チェ尚官に頼んで人払いしてもらっていた。後、彼女に話を合わせて貰った。」

「私、あの時ずーッと泣いていて、殿下に片思いしていたから。2人のキスがショックで。」

「妃宮も片思いだったのか?オレもお前に片思いしてた。

バカだ!!オレは本当にバカだった。ちゃんと歩み寄ればよかった。

無理をしてまでも、あの部屋に入っていって、ちゃんと話をしていればお前は妃宮のままだったのに。

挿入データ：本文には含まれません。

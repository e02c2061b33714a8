use std::any::Any;
use std::sync::Arc;

use thiserror::Error;

use crate::dev::{DevId, Device};
use crate::machine::Machine;
use crate::mem::{Backing, MemHandlers, SetupError};

#[derive(Debug, Error)]
pub enum RomError {
    #[error("bios image is empty")]
    Empty,
    #[error("bios image of {0:#x} bytes does not fit under 1 MiB")]
    TooBig(usize),
    #[error(transparent)]
    Setup(#[from] SetupError),
}

/// BIOS ROM mapped so its last byte sits at the top of the first
/// megabyte, putting the entry point under the FFFF:0000 reset vector.
pub struct Bios {
    base: u32,
    image: Arc<[u8]>,
}

impl Bios {
    pub fn install(m: &mut Machine, image: Vec<u8>) -> Result<DevId, RomError> {
        if image.is_empty() {
            return Err(RomError::Empty);
        }
        if image.len() > 0x100000 {
            return Err(RomError::TooBig(image.len()));
        }
        let base = 0x100000 - image.len() as u32;
        let image: Arc<[u8]> = image.into();
        let id = m.devices.add(Box::new(Bios {
            base,
            image: image.clone(),
        }));
        m.mem.register(
            base,
            image.len() as u32,
            MemHandlers::NONE,
            Backing::Rom(image.clone()),
            id,
        )?;
        log::info!("bios: {} KiB at {base:#x}", image.len() / 1024);
        Ok(id)
    }

    pub fn base(&self) -> u32 {
        self.base
    }

    pub fn image(&self) -> &Arc<[u8]> {
        &self.image
    }
}

impl Device for Bios {
    fn name(&self) -> &'static str {
        "bios"
    }

    fn as_any_mut(&mut self) -> &mut dyn Any {
        self
    }
}
use std::fs::File;
use std::io::{self, Read};

pub fn read_file(path: &str) -> io::Result<Vec<u8>> {
    let mut file = File::open(path)?;
    let mut buffer = Vec::new();
    file.read_to_end(&mut buffer)?;
    Ok(buffer)
}

pub fn sign_extend(value: u32, bits: usize) -> u32 {
    let shift = 32 - bits;
    (((value << shift) as i32) >> shift) as u32
}

#[cfg(test)]
mod tests {
    use super::*;

    #[test]
    fn sign_extend_widths() {
        assert_eq!(sign_extend(0x80, 8), 0xffffff80);
        assert_eq!(sign_extend(0x7f, 8), 0x7f);
        assert_eq!(sign_extend(0x8000, 16), 0xffff8000);
    }
}
use crate::cpu::decode::decode_one;
use crate::cpu::exec::exec_insn;
use crate::cpu::flags::Flags;
use crate::cpu::interrupt;
use crate::cpu::state::seg;
use crate::cpu::{Cpu, Fault, Width};
use crate::dev::{DevId, DeviceTable};
use crate::io::{PortHandlers, PortMap};
use crate::jit::{translate, BlockCache};
use crate::mem::{Access, MemHandlers, MemoryMap, PAGE_SHIFT, PAGE_SIZE};
use crate::timing::Timing;

/// Cycles charged for a fault that never reached execution.
const FAULT_CYCLES: u32 = 20;

pub struct MachineConfig {
    /// Conventional RAM in bytes.
    pub ram_size: u32,
    /// Physical address span covered by the page tables.
    pub addr_space: u32,
    /// Emulated CPU clock in Hz.
    pub hz: u64,
    pub jit: bool,
    /// Decoded-instruction arena size before a whole-cache flush.
    pub jit_capacity: usize,
}

impl Default for MachineConfig {
    fn default() -> Self {
        MachineConfig {
            ram_size: 640 * 1024,
            addr_space: 16 << 20,
            hz: 4_772_727,
            jit: true,
            jit_capacity: 1 << 16,
        }
    }
}

/// The whole emulated PC. Every bus handler and timer callback receives
/// `&mut Machine`, so all shared state lives here and nothing is global.
pub struct Machine {
    pub cpu: Cpu,
    pub mem: MemoryMap,
    pub ports: PortMap,
    pub timing: Timing,
    pub devices: DeviceTable,
    pub jit: BlockCache,

    jit_enabled: bool,
    irq_lines: u16,
    cycle_budget: i64,
}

昨日、両陛下に言った。お前と一緒になれなかったら、皇太子を辞めますって!!

元々、皇太子なんて、オレには合わなかったからな。」

「殿下、そんなことないよ。皇太子殿下はイ・シンしかいない。辞めるって言っちゃいけない。」とカレに近づき訴える。

「そんなに迫るなよ、皇太子を辞めるのは、最後の手段だ。色んな事をやってもダメだったらの話だから。」と頭を撫でられた。


2人の間に沈黙が続く。

「あっ、忘れてた。」宮からもってきた紙袋の中から箱を取り出し、テーブルに乗せる分を片付け置いた。

「ほらっ、お前の好物だろう?」と取り出したのは、ベリー系がたっぷり乗ったタルトだった。

「あっ、これ大好き。何で知ってるの?話した事なかったのに。」

「デザート、これだけは大きめにカットして貰っていた。何時もダイエットしないと女官達と騒いでたのに。当たりか?」と微笑む。

胸がギューーっとなる。

あの頃、全然話をした事のなかった私達だったのに。

涙が零れた。一粒・一粒流れ出す涙。カレに見られなくて、背中に抱きつく。

「オイ・オイ。背中に抱きついたら、妃宮の顔が見れない。」と無理に私の体を自分の正面に持ってきた。

「泣くな、ほらっこれ持て。」とナイフを持たされた。

そして、私のもっている手にカレの手を重ねて

「ケーキ入刀。」とゆっくりとタルトをカットし、スプーンで食べさせてもらい

「美味しいか?」ウンウンと頷く私の涙は止まらない。

「そんなに泣くくらい、上手いのか?」

「殿下、大好きです」殿下はホッとした顔になり座り込んだ。

「その言葉、ようやく貰えた。ずっと聞けなかったから、ちょっと心配してた。」

「殿下。」もう、心臓が壊れそうです。



皆様、こんばんは。

お話は突然終わってますが、なんせ健全なブログなもんでー。

大人なお話はかーーっとです。(笑)

では、こんな風に時々カットしますのでよろしくお願いいたします。